Generic Function | Short Description |
---|---|
print() | print or display the results in the R Console |
summary() | print or displays regression coefficients, their standard errors, t-ratios, p-values, and significance |
coef() | extracts regression coefficients |
residuals() | or resid() : extracts residuals of the fitted model |
fitted() | or fitted.values() : extracts fitted values |
anova() | perform comparisons of the nested model |
predict() | compute predicted values for new data |
plot() | draw a diagnostics plot of the regression model |
confint() | compute the confidence intervals for regression coefficients |
deviance() | compute the residual sum of squares |
vcov() | compute estimated variance-covariance matrix |
logLik() | compute the log-likelihood |
AIC(), BIC() | compute information criteria |
It is better to save objects from the summary()
function.
The summary() function returns an object of class “summy.lm()

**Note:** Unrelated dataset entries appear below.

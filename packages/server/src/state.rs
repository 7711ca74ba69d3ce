use std::sync::Arc;

use sea_orm::DatabaseConnection;

use crate::config::AppConfig;
use crate::utils::rate_limit::RateLimiter;

#[derive(Clone)]
pub struct AppState {
    pub db: DatabaseConnection,
    pub config: Arc<AppConfig>,
    pub rate_limiter: Arc<RateLimiter>,
}
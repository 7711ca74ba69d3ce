pub mod auth;
pub mod contact;
pub mod district;
pub mod exam_year;
pub mod leaderboard;
pub mod public;
pub mod registration;
pub mod result;
pub mod school;
use std::fmt;

use serde::{Deserialize, Serialize};

/// Highest mark a single subject can carry.
pub const MAX_SUBJECT_SCORE: i32 = 100;

/// Highest possible total across the five subjects.
pub const MAX_TOTAL: i32 = 500;

/// Totals at or above this are a pass.
pub const PASS_THRESHOLD: i32 = 250;

/// Marks for the five subjects of one candidate.
///
/// Values are expected in `0..=100`. Nothing in this crate clamps or repairs
/// them; [`SubjectScores::out_of_range`] and [`verify_summary`] report violations.
#[derive(Clone, Copy, Debug, Default, PartialEq, Eq, Hash, Serialize, Deserialize, utoipa::ToSchema)]
pub struct SubjectScores {
    pub gk: i32,
    pub science: i32,
    pub mathematics: i32,
    pub logical_reasoning: i32,
    pub current_affairs: i32,
}

/// Partial score update. Absent subjects keep their stored value.
#[derive(Clone, Copy, Debug, Default, PartialEq, Eq, Deserialize, utoipa::ToSchema)]
pub struct ScorePatch {
    pub gk: Option<i32>,
    pub science: Option<i32>,
    pub mathematics: Option<i32>,
    pub logical_reasoning: Option<i32>,
    pub current_affairs: Option<i32>,
}

impl ScorePatch {
    /// True when no subject is supplied.
    pub fn is_empty(&self) -> bool {
        *self == Self::default()
    }

    /// Subjects present in the patch, by name.
    pub fn supplied(&self) -> impl Iterator<Item = (&'static str, i32)> {
        [
            ("gk", self.gk),
            ("science", self.science),
            ("mathematics", self.mathematics),
            ("logical_reasoning", self.logical_reasoning),
            ("current_affairs", self.current_affairs),
        ]
        .into_iter()
        .filter_map(|(name, value)| value.map(|v| (name, v)))
    }
}

impl SubjectScores {
    pub fn new(
        gk: i32,
        science: i32,
        mathematics: i32,
        logical_reasoning: i32,
        current_affairs: i32,
    ) -> Self {
        Self {
            gk,
            science,
            mathematics,
            logical_reasoning,
            current_affairs,
        }
    }

    /// Subject name/value pairs in display order.
    pub fn subjects(&self) -> [(&'static str, i32); 5] {
        [
            ("gk", self.gk),
            ("science", self.science),
            ("mathematics", self.mathematics),
            ("logical_reasoning", self.logical_reasoning),
            ("current_affairs", self.current_affairs),
        ]
    }

    /// Overlay `patch` on these scores. The result is the full merged set that
    /// totals must be recomputed from.
    pub fn merge(&self, patch: &ScorePatch) -> Self {
        Self {
            gk: patch.gk.unwrap_or(self.gk),
            science: patch.science.unwrap_or(self.science),
            mathematics: patch.mathematics.unwrap_or(self.mathematics),
            logical_reasoning: patch.logical_reasoning.unwrap_or(self.logical_reasoning),
            current_affairs: patch.current_affairs.unwrap_or(self.current_affairs),
        }
    }

    /// First subject whose value falls outside `0..=100`, if any.
    pub fn out_of_range(&self) -> Option<(&'static str, i32)> {
        self.subjects()
            .into_iter()
            .find(|&(_, v)| !(0..=MAX_SUBJECT_SCORE).contains(&v))
    }

    pub fn total(&self) -> i32 {
        self.subjects().iter().map(|&(_, v)| v).sum()
    }
}

/// Total and percentage derived from a set of subject scores.
#[derive(Clone, Copy, Debug, PartialEq, Serialize, utoipa::ToSchema)]
pub struct ScoreSummary {
    pub total: i32,
    pub percentage: f64,
}

/// Compute total and percentage for one candidate.
///
/// Used identically when a result is created and when it is updated.
pub fn compute_score(scores: &SubjectScores) -> ScoreSummary {
    let total = scores.total();
    ScoreSummary {
        total,
        percentage: percentage_of(total),
    }
}

/// `total / 500 * 100`, rounded to two decimal places.
pub fn percentage_of(total: i32) -> f64 {
    let raw = f64::from(total) / f64::from(MAX_TOTAL) * 100.0;
    (raw * 100.0).round() / 100.0
}

/// Pass/fail status shown next to a result. Derived, never stored.
#[derive(Clone, Copy, Debug, PartialEq, Eq, Hash, Serialize, Deserialize, utoipa::ToSchema)]
#[serde(rename_all = "UPPERCASE")]
pub enum ResultStatus {
    Pass,
    Fail,
}

impl ResultStatus {
    pub fn from_total(total: i32) -> Self {
        if total >= PASS_THRESHOLD {
            Self::Pass
        } else {
            Self::Fail
        }
    }

    pub fn as_str(&self) -> &'static str {
        match self {
            Self::Pass => "PASS",
            Self::Fail => "FAIL",
        }
    }
}

impl fmt::Display for ResultStatus {
    fn fmt(&self, f: &mut fmt::Formatter<'_>) -> fmt::Result {
        f.write_str(self.as_str())
    }
}

/// A stored total/percentage pair that disagrees with its subject scores.
#[derive(Debug, Clone, PartialEq, thiserror::Error)]
pub enum ScoreDrift {
    #[error("{subject} score {value} is outside 0..=100")]
    OutOfRange { subject: &'static str, value: i32 },
    #[error("stored total {stored} does not match recomputed total {expected}")]
    Total { stored: i32, expected: i32 },
    #[error("stored percentage {stored} does not match recomputed percentage {expected}")]
    Percentage { stored: f64, expected: f64 },
}

/// Check stored values against a fresh recomputation. Reports, never corrects.
pub fn verify_summary(
    scores: &SubjectScores,
    stored_total: i32,
    stored_percentage: f64,
) -> Result<(), ScoreDrift> {
    if let Some((subject, value)) = scores.out_of_range() {
        return Err(ScoreDrift::OutOfRange { subject, value });
    }
    let expected = compute_score(scores);
    if stored_total != expected.total {
        return Err(ScoreDrift::Total {
            stored: stored_total,
            expected: expected.total,
        });
    }
    if (stored_percentage - expected.percentage).abs() > 1e-9 {
        return Err(ScoreDrift::Percentage {
            stored: stored_percentage,
            expected: expected.percentage,
        });
    }
    Ok(())
}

” and its components can be queried via
sum_mod <- summary(mod) names(sum_mod) names( summary(mod) )
The objects from the summary()
function can be obtained as
sum_mod$residuals sum_mod$r.squared sum_mod$adj.r.squared sum_mod$df sum_mod$sigma sum_mod$fstatistic
Computation and Visualization of Prediction and Confidence Interval
The confidence interval for estimated coefficients can be computed as
confint(mod, level = 0.95)
Note that level argument is optional if the confidence level is 95% (significance level is 5%).
The prediction intervals for mean and individual for hp
(regressor) equal to 200 and 160, can be computed as
predict(mod, newdata=data.frame(hp = c(200, 160)), interval = "confidence" ) predict(mod, newdata=data.frame(hp = c(200, 160)), interval = "prediction" )
The prediction intervals can be used for computing and visualizing confidence bands. For example,
x = seq(50, 350, length = 32 ) pred <- predict(mod, newdata=data.frame(x), interval = "prediction" ) plot(hp, mpg) lines(pred[,1] ~ x, col = 1) # fitted values lines(pred[,2] ~ x, col = 2) # lower limit lines(pred[,3] ~ x, col = 2) # upper limit
Regression Diagnostics
For diagnostics plot, the plot() function can be used and it provides four graphs of
- residuals vs fitted values
- QQ plot of standardized residuals
- scale-location plot of fitted values against the square root of standardized residuals
- standardized residuals vs leverage
To plot say QQ plot only use
plot(mod, which = 2)
which argument is used to select the graph produced out of four.